In the United States, it has become the norm to expect medication every time you visit your doctor. When you suffer from chronic pain, and visit the doctor, most expect to be prescribed a pain medication, usually in the form of opiates. According to the American Academy of Neurology opiates do not do much to help patients with back pain, headaches and migraines. Where there is evidence for significant short-term pain relief, there is no substantial evidence for maintenance of pain relief or improved function over long periods of time without incurring serious risk of overdose, dependence, or addiction. Laws and regulations changed in the late 1990s, dramatically liberalizing the use of opiates for chronic non-cancer pain based on “model” guidelines put forward by groups advocating for much more open-minded use of opiates.
Dr. Gary Franklin is a research professor in the departments of occupational and environmental health sciences and neurology. Dr. Franklin wrote about many of the unintentional overdoses that were caused directly or indirectly, from prescribed opiates. His paper said that in most cases, the medications may put an end to some pain, but don't better a patient's health. With addiction and overdoses becoming rampant, he advised doctors to seek alternative ways to help patients with pain management. "This is the first position paper by a major American specialty society saying that there is a real problem here and the risk might not be worth the benefit for certain conditions," says Franklin. States once had strict controls over who could prescribe and be prescribed such drugs, but the rules were loosened once advocates and lobbyists complained that people in chronic pain needed help managing their symptoms.

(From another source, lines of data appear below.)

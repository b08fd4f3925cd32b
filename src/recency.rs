// Copyright (c) 2025-2026 Adrian Robinson. Licensed under the AGPL-3.0.
// See LICENSE file in the project root for full license text.

//! Bounded strict-LRU cache with optional per-entry TTL.
//!
//! Used standalone for small lookup tables and embedded in the tiered store as
//! a decoded-value front cache.
//!
//! ```
//! use l10n_cache::{ManualClock, RecencyCache};
//! use std::sync::Arc;
//!
//! let mut cache = RecencyCache::new(2, Arc::new(ManualClock::new(0))).unwrap();
//! cache.set("a".into(), 1, None);
//! cache.set("b".into(), 2, None);
//! let evicted = cache.set("c".into(), 3, None);
//! assert_eq!(evicted, Some(("a".to_string(), 1)));
//! ```

use std::num::NonZeroUsize;
use std::sync::Arc;
use std::time::Duration;

use lru::LruCache;

use crate::clock::{saturating_millis, Clock};
use crate::entry::is_expired;
use crate::error::{CacheError, CacheResult};

#[derive(Debug)]
struct Slot<V> {
    value: V,
    created_at: u64,
    ttl_ms: Option<u64>,
}

/// Hit/miss counters for a [`RecencyCache`].
#[derive(Debug, Clone, Copy, Default, PartialEq, Eq)]
pub struct RecencyStats {
    pub hits: u64,
    pub misses: u64,
    pub evictions: u64,
    pub expirations: u64,
}

/// Strict LRU keyed by string.
pub struct RecencyCache<V> {
    entries: LruCache<String, Slot<V>>,
    clock: Arc<dyn Clock>,
    stats: RecencyStats,
}

impl<V> std::fmt::Debug for RecencyCache<V> {
    fn fmt(&self, f: &mut std::fmt::Formatter<'_>) -> std::fmt::Result {
        f.debug_struct("RecencyCache")
            .field("len", &self.entries.len())
            .field("capacity", &self.entries.cap())
            .field("stats", &self.stats)
            .finish()
    }
}

fn non_zero(capacity: usize) -> CacheResult<NonZeroUsize> {
    NonZeroUsize::new(capacity).ok_or_else(|| {
        CacheError::InvalidConfig("recency cache capacity must be greater than zero".into())
    })
}

impl<V: Clone> RecencyCache<V> {
    pub fn new(capacity: usize, clock: Arc<dyn Clock>) -> CacheResult<Self> {
        Ok(Self {
            entries: LruCache::new(non_zero(capacity)?),
            clock,
            stats: RecencyStats::default(),
        })
    }

    /// Look up and promote `key`. Expired entries are dropped and miss.
    pub fn get(&mut self, key: &str) -> Option<V> {
        let now = self.clock.now_millis();
        let expired = match self.entries.get(key) {
            Some(slot) => is_expired(slot.created_at, slot.ttl_ms, now),
            None => {
                self.stats.misses += 1;
                return None;
            }
        };
        if expired {
            self.entries.pop(key);
            self.stats.expirations += 1;
            self.stats.misses += 1;
            return None;
        }
        self.stats.hits += 1;
        self.entries.peek(key).map(|slot| slot.value.clone())
    }

    /// Insert or overwrite `key` as most recently used.
    ///
    /// Returns the entry evicted to make room, if any. Overwriting an existing
    /// key never evicts.
    pub fn set(&mut self, key: String, value: V, ttl: Option<Duration>) -> Option<(String, V)> {
        let slot = Slot {
            value,
            created_at: self.clock.now_millis(),
            ttl_ms: ttl.map(saturating_millis),
        };
        match self.entries.push(key.clone(), slot) {
            Some((old_key, old)) if old_key != key => {
                self.stats.evictions += 1;
                Some((old_key, old.value))
            }
            _ => None,
        }
    }

    pub fn remove(&mut self, key: &str) -> Option<V> {
        self.entries.pop(key).map(|slot| slot.value)
    }

    /// Present and unexpired, without touching recency.
    #[must_use]
    pub fn contains(&self, key: &str) -> bool {
        let now = self.clock.now_millis();
        self.entries
            .peek(key)
            .is_some_and(|slot| !is_expired(slot.created_at, slot.ttl_ms, now))
    }

    /// Change the bound, keeping the most recently used entries.
    ///
    /// Returns how many entries were dropped.
    pub fn resize(&mut self, capacity: usize) -> CacheResult<usize> {
        let before = self.entries.len();
        self.entries.resize(non_zero(capacity)?);
        let dropped = before - self.entries.len();
        self.stats.evictions += dropped as u64;
        Ok(dropped)
    }

    /// Drop every expired entry. Returns how many were removed.
    pub fn purge_expired(&mut self) -> usize {
        let now = self.clock.now_millis();
        let expired: Vec<String> = self
            .entries
            .iter()
            .filter(|(_, slot)| is_expired(slot.created_at, slot.ttl_ms, now))
            .map(|(k, _)| k.clone())
            .collect();
        for key in &expired {
            self.entries.pop(key);
        }
        self.stats.expirations += expired.len() as u64;
        expired.len()
    }

    pub fn clear(&mut self) {
        self.entries.clear();
    }

    #[must_use]
    pub fn len(&self) -> usize {
        self.entries.len()
    }

    #[must_use]
    pub fn is_empty(&self) -> bool {
        self.entries.is_empty()
    }

    #[must_use]
    pub fn capacity(&self) -> usize {
        self.entries.cap().get()
    }

    #[must_use]
    pub fn stats(&self) -> RecencyStats {
        self.stats
    }
}

#[cfg(test)]
mod tests {
    use super::*;
    use crate::clock::ManualClock;

    fn cache(capacity: usize) -> (RecencyCache<&'static str>, Arc<ManualClock>) {
        let clock = Arc::new(ManualClock::new(0));
        let cache = RecencyCache::new(capacity, clock.clone()).unwrap();
        (cache, clock)
    }

    #[test]
    fn test_zero_capacity_rejected() {
        let clock = Arc::new(ManualClock::new(0));
        assert!(matches!(
            RecencyCache::<u8>::new(0, clock),
            Err(CacheError::InvalidConfig(_))
        ));
    }

    #[test]
    fn test_strict_lru_order() {
        let (mut c, _) = cache(2);
        assert!(c.set("A".into(), "a", None).is_none());
        assert!(c.set("B".into(), "b", None).is_none());
        assert_eq!(c.set("C".into(), "c", None), Some(("A".into(), "a")));

        assert_eq!(c.get("B"), Some("b"));
        assert_eq!(c.set("D".into(), "d", None), Some(("C".into(), "c")));

        assert!(c.contains("B"));
        assert!(c.contains("D"));
        assert_eq!(c.stats().evictions, 2);
    }

    #[test]
    fn test_overwrite_does_not_evict() {
        let (mut c, _) = cache(2);
        c.set("A".into(), "a", None);
        c.set("B".into(), "b", None);
        assert!(c.set("A".into(), "a2", None).is_none());
        assert_eq!(c.len(), 2);
        assert_eq!(c.get("A"), Some("a2"));
    }

    #[test]
    fn test_contains_does_not_promote() {
        let (mut c, _) = cache(2);
        c.set("A".into(), "a", None);
        c.set("B".into(), "b", None);
        assert!(c.contains("A"));
        // A is still least recently used
        assert_eq!(c.set("C".into(), "c", None), Some(("A".into(), "a")));
    }

    #[test]
    fn test_huge_ttl_never_wraps() {
        let (mut c, clock) = cache(2);
        c.set("k".into(), "v", Some(Duration::from_secs(u64::MAX / 1000 + 1)));
        clock.advance(Duration::from_secs(86_400));
        assert_eq!(c.get("k"), Some("v"));
    }

    #[test]
    fn test_ttl_expiry() {
        let (mut c, clock) = cache(4);
        c.set("k".into(), "v", Some(Duration::from_millis(100)));

        clock.set(50);
        assert_eq!(c.get("k"), Some("v"));

        clock.set(150);
        assert!(!c.contains("k"));
        assert_eq!(c.get("k"), None);
        assert!(c.is_empty());
        assert_eq!(c.stats().expirations, 1);
    }

    #[test]
    fn test_resize_keeps_most_recent() {
        let (mut c, _) = cache(4);
        for (k, v) in [("A", "a"), ("B", "b"), ("C", "c"), ("D", "d")] {
            c.set(k.into(), v, None);
        }
        c.get("A");

        assert_eq!(c.resize(2).unwrap(), 2);
        assert_eq!(c.capacity(), 2);
        assert!(c.contains("A"));
        assert!(c.contains("D"));
        assert!(!c.contains("B"));
        assert!(c.resize(0).is_err());
    }

    #[test]
    fn test_purge_expired() {
        let (mut c, clock) = cache(4);
        c.set("short".into(), "s", Some(Duration::from_millis(10)));
        c.set("long".into(), "l", Some(Duration::from_secs(10)));
        c.set("forever".into(), "f", None);

        clock.advance(Duration::from_millis(20));
        assert_eq!(c.purge_expired(), 1);
        assert_eq!(c.len(), 2);
    }

    #[test]
    fn test_hit_miss_counters() {
        let (mut c, _) = cache(2);
        c.set("A".into(), "a", None);
        c.get("A");
        c.get("missing");
        c.remove("A");
        c.get("A");

        let stats = c.stats();
        assert_eq!(stats.hits, 1);
        assert_eq!(stats.misses, 2);
    }
}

The new statement builds upon a 2003 study in the New England Journal of Medicine saying that despite high levels of opiate prescriptions, people with chronic pain were not improving. "For 20 years they have been taught that everybody deserves an opiate, because they really don't know what else to do," says author, Dr. Jane Ballantyne, a professor of anesthesiology and pain medicine at the University of Washington. "It's a cultural thing and it's hard to reverse that. A lot of chronic pain isn't appropriate for opiates." Franklin recommended stricter watch over physicians who prescribe opiates and different approaches to pain management, which should be covered by insurance.
It is important that we start to educate our society on the dangers of these drugs. It is especially important to teach patients the risks of these drugs if they are sufferers of chronic pain and explain to them that there are other options available. More information that releases the truth that long term opiate use is not beneficial to the patient needs to be published and more studies need to take place. It is very important to note that more than 100,000 people have died from prescription opiates since the 1990s. Those numbers should be a great cause for concern.